Tuesday, January 11, 2022

The Moment I Feared

The Spirit of Dark and Lonely Water
(Central Office of Information Advertisement, 1973)
 
 
 
Had revered head-shrinks Freud and Jung been around today, there's a good chance they would have been working overtime with all the forty-somethings affected by the Central Office of Information's fear campaign. Masquerading as public information films, a liteny of short child safety videos were engineered by some of the most twisted minds ever to get behind a camera.
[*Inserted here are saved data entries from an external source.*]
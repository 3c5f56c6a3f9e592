//! Profile service — profile lifecycle and the active-profile switch.

use lumen_domain::error::{LumenError, NotFoundError, ValidationError};
use lumen_domain::id::{ProfileId, RuleId};
use lumen_domain::profile::Profile;

use crate::ports::{ProfileStore, RuleRepository};

/// Application service for profile management.
///
/// Needs the rule repository as well: a profile's rule set lives in the
/// rule↔profile association relation, which the rules own.
pub struct ProfileService<PS, RR> {
    profiles: PS,
    rules: RR,
}

impl<PS: ProfileStore, RR: RuleRepository> ProfileService<PS, RR> {
    /// Create a new service backed by the given stores.
    pub fn new(profiles: PS, rules: RR) -> Self {
        Self { profiles, rules }
    }

    /// Create a profile with the given name.
    ///
    /// # Errors
    ///
    /// Returns [`LumenError::Validation`] when the name is empty, or a
    /// storage error from the store.
    #[tracing::instrument(skip(self))]
    pub async fn create_profile(&self, name: &str) -> Result<Profile, LumenError> {
        if name.trim().is_empty() {
            return Err(ValidationError::EmptyName.into());
        }
        self.profiles.create(name).await
    }

    /// List all profiles.
    ///
    /// # Errors
    ///
    /// Returns a storage error propagated from the store.
    pub async fn list_profiles(&self) -> Result<Vec<Profile>, LumenError> {
        self.profiles.get_all().await
    }

    /// Delete a profile. If it was active, rule selection goes dark until
    /// another profile is activated.
    ///
    /// # Errors
    ///
    /// Returns a storage error propagated from the store.
    #[tracing::instrument(skip(self))]
    pub async fn remove_profile(&self, id: ProfileId) -> Result<(), LumenError> {
        self.profiles.delete(id).await
    }

    /// Replace `profile`'s rule set with exactly `rules`.
    ///
    /// # Errors
    ///
    /// Returns [`LumenError::NotFound`] when the profile does not exist,
    /// or a storage error.
    #[tracing::instrument(skip(self, rules), fields(rules = rules.len()))]
    pub async fn set_profile_rules(
        &self,
        profile: ProfileId,
        rules: &[RuleId],
    ) -> Result<(), LumenError> {
        self.ensure_exists(profile).await?;
        self.rules.set_profile_rules(profile, rules).await
    }

    /// Point the active-profile singleton at `profile`, or clear it.
    ///
    /// # Errors
    ///
    /// Returns [`LumenError::NotFound`] when activating a profile that
    /// does not exist, or a storage error.
    #[tracing::instrument(skip(self))]
    pub async fn activate(&self, profile: Option<ProfileId>) -> Result<(), LumenError> {
        if let Some(id) = profile {
            self.ensure_exists(id).await?;
        }
        self.profiles.set_active_profile(profile).await
    }

    /// The currently active profile, if any.
    ///
    /// # Errors
    ///
    /// Returns a storage error propagated from the store.
    pub async fn active(&self) -> Result<Option<ProfileId>, LumenError> {
        self.profiles.active_profile().await
    }

    async fn ensure_exists(&self, id: ProfileId) -> Result<(), LumenError> {
        self.profiles.get_by_id(id).await?.ok_or_else(|| {
            LumenError::from(NotFoundError {
                entity: "Profile",
                id: id.to_string(),
            })
        })?;
        Ok(())
    }
}

#[cfg(test)]
mod tests {
    use super::*;
    use crate::testutil::{InMemoryProfileStore, InMemoryRuleRepo};

    fn service() -> ProfileService<InMemoryProfileStore, InMemoryRuleRepo> {
        ProfileService::new(InMemoryProfileStore::default(), InMemoryRuleRepo::default())
    }

    #[tokio::test]
    async fn should_create_and_list_profiles() {
        let service = service();
        let day = service.create_profile("day").await.unwrap();
        let evening = service.create_profile("evening").await.unwrap();
        assert_eq!(service.list_profiles().await.unwrap(), vec![day, evening]);
    }

    #[tokio::test]
    async fn should_reject_empty_profile_name() {
        let service = service();
        let result = service.create_profile("  ").await;
        assert!(matches!(
            result,
            Err(LumenError::Validation(ValidationError::EmptyName))
        ));
    }

    #[tokio::test]
    async fn should_activate_existing_profile() {
        let service = service();
        let profile = service.create_profile("evening").await.unwrap();
        service.activate(Some(profile.id)).await.unwrap();
        assert_eq!(service.active().await.unwrap(), Some(profile.id));
    }

    #[tokio::test]
    async fn should_reject_activating_unknown_profile() {
        let service = service();
        let result = service.activate(Some(ProfileId::from_i64(404))).await;
        assert!(matches!(result, Err(LumenError::NotFound(_))));
    }

    #[tokio::test]
    async fn should_clear_active_profile() {
        let service = service();
        let profile = service.create_profile("evening").await.unwrap();
        service.activate(Some(profile.id)).await.unwrap();
        service.activate(None).await.unwrap();
        assert_eq!(service.active().await.unwrap(), None);
    }

    #[tokio::test]
    async fn should_clear_active_pointer_when_profile_is_deleted() {
        let service = service();
        let profile = service.create_profile("evening").await.unwrap();
        service.activate(Some(profile.id)).await.unwrap();
        service.remove_profile(profile.id).await.unwrap();
        assert_eq!(service.active().await.unwrap(), None);
    }

    #[tokio::test]
    async fn should_reject_setting_rules_for_unknown_profile() {
        let service = service();
        let result = service
            .set_profile_rules(ProfileId::from_i64(404), &[])
            .await;
        assert!(matches!(result, Err(LumenError::NotFound(_))));
    }
}
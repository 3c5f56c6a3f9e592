//! Light service — registration and discovery import.

use lumen_domain::error::{LumenError, ValidationError};
use lumen_domain::id::LightId;
use lumen_domain::light::Light;

use crate::ports::{LightControl, LightRepository};

/// Application service for light management.
pub struct LightService<LR, LC> {
    lights: LR,
    control: LC,
}

impl<LR: LightRepository, LC: LightControl> LightService<LR, LC> {
    /// Create a new service backed by the given repository and control port.
    pub fn new(lights: LR, control: LC) -> Self {
        Self { lights, control }
    }

    /// Register a light by device label, starting at credit 0.
    ///
    /// # Errors
    ///
    /// Returns [`LumenError::Validation`] when the label is empty, or a
    /// storage error from the repository.
    #[tracing::instrument(skip(self))]
    pub async fn register(&self, label: &str) -> Result<Light, LumenError> {
        if label.trim().is_empty() {
            return Err(ValidationError::EmptyLabel.into());
        }
        self.lights.create(label).await
    }

    /// List all persisted lights.
    ///
    /// # Errors
    ///
    /// Returns a storage error propagated from the repository.
    pub async fn list(&self) -> Result<Vec<Light>, LumenError> {
        self.lights.get_all().await
    }

    /// Remove a light by id.
    ///
    /// # Errors
    ///
    /// Returns a storage error propagated from the repository.
    #[tracing::instrument(skip(self))]
    pub async fn remove(&self, id: LightId) -> Result<(), LumenError> {
        self.lights.delete(id).await
    }

    /// Run discovery on the control port and persist every label that is
    /// not registered yet. Returns the newly registered lights.
    ///
    /// # Errors
    ///
    /// Returns a device error when discovery itself fails, or a storage
    /// error from the repository.
    #[tracing::instrument(skip(self))]
    pub async fn import_discovered(&self) -> Result<Vec<Light>, LumenError> {
        let labels = self.control.discover().await?;
        let mut imported = Vec::new();
        for label in labels {
            if self.lights.get_by_label(&label).await?.is_none() {
                tracing::info!(%label, "registering discovered light");
                imported.push(self.lights.create(&label).await?);
            }
        }
        Ok(imported)
    }
}
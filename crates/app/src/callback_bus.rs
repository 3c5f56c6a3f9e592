//! In-process callback bus backed by a tokio broadcast channel.
//!
//! The host platform's dispatcher publishes one [`CallbackEvent`] per
//! sensor/module event; the engine's intake subscribes and spawns a
//! resolution task per event. The payload is carried along opaquely and
//! never inspected by the core.

use serde::{Deserialize, Serialize};
use tokio::sync::broadcast;

use lumen_domain::id::CallbackId;
use lumen_domain::time::{Timestamp, now};

/// A sensor/module event delivered by the host platform.
#[derive(Debug, Clone, Serialize, Deserialize)]
pub struct CallbackEvent {
    /// Which registered callback fired.
    pub callback: CallbackId,
    /// Opaque payload from the originating module.
    pub payload: serde_json::Value,
    /// When the event entered the bus.
    pub received_at: Timestamp,
}

impl CallbackEvent {
    #[must_use]
    pub fn new(callback: CallbackId, payload: serde_json::Value) -> Self {
        Self {
            callback,
            payload,
            received_at: now(),
        }
    }
}

/// In-process callback bus.
///
/// Publishing succeeds even when there are no active subscribers
/// (the event is simply dropped).
pub struct CallbackBus {
    sender: broadcast::Sender<CallbackEvent>,
}

impl CallbackBus {
    /// Create a new bus with the given channel capacity.
    #[must_use]
    pub fn new(capacity: usize) -> Self {
        let (sender, _) = broadcast::channel(capacity);
        Self { sender }
    }

    /// Subscribe to callback events on this bus.
    ///
    /// Returns a receiver that will get all events published *after*
    /// the subscription is created.
    #[must_use]
    pub fn subscribe(&self) -> broadcast::Receiver<CallbackEvent> {
        self.sender.subscribe()
    }

    /// Publish a callback event, fire-and-forget.
    pub fn publish(&self, event: CallbackEvent) {
        // broadcast::send fails only when there are zero receivers,
        // which is fine — the event is simply dropped.
        let _ = self.sender.send(event);
    }
}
Perhaps the most notorious of these public information films is the The Spirit of Dark & Lonely Water, a cautionary tale of the perils of swimming in watey fly tips; featuring a ghostly robed figure and chillingly narrated by the late great Donald Pleasance. Worth noting there's an early appearance of class of '82, Grange Hill alumni Benny in that film.

These public information films would often be aired on TV during the school holidays for maximum traumatic effect on the kids. Everything from crossing a road, riding an escalator, holding a firework sparkler, to retrieving a frisbee by breaking into electrical substations was covered. 

A series of six crudely animated short films featuring a cat called Charley would have a major cultural influence on my generation in the nineties; as The Prodigy would incorporate vocal samples for their song Charly. This helped kickstart a wave of copycat rave songs which sampled kids shows of yesteryear to the self-medicating masses. If anything, people were far more likely to break into substations, or take a dip in raw sewage while trippin' off their nuts at that particular time, than they were as kids in the seventies and eighties.

Broken Glass
(Central Office of Information Advertisement, 1973)
 
 
The one that terrified me the most was Broken Glass. A short film about the potential dangers of running barefoot on the beach. Perfect ad, since it's much shorter than many of its peers, but gets its message across incredibly effectively; leaving the final scene to eternally play out in our minds. If Jaws had people scared of going into the sea, Broken Glass had me not wanting to go near any beach. This short film has remained stored in the old noggin ever since, but it still resurfaces everytime I'm at the beach.
 
When the Coalition government tookover the reins in 2010, the Central Office of Information was seen as an unnecessary marketing expense, and by the following year, it finally closed its doors. Seriously doubt my mind will ever close its doors on Broken Glass, however.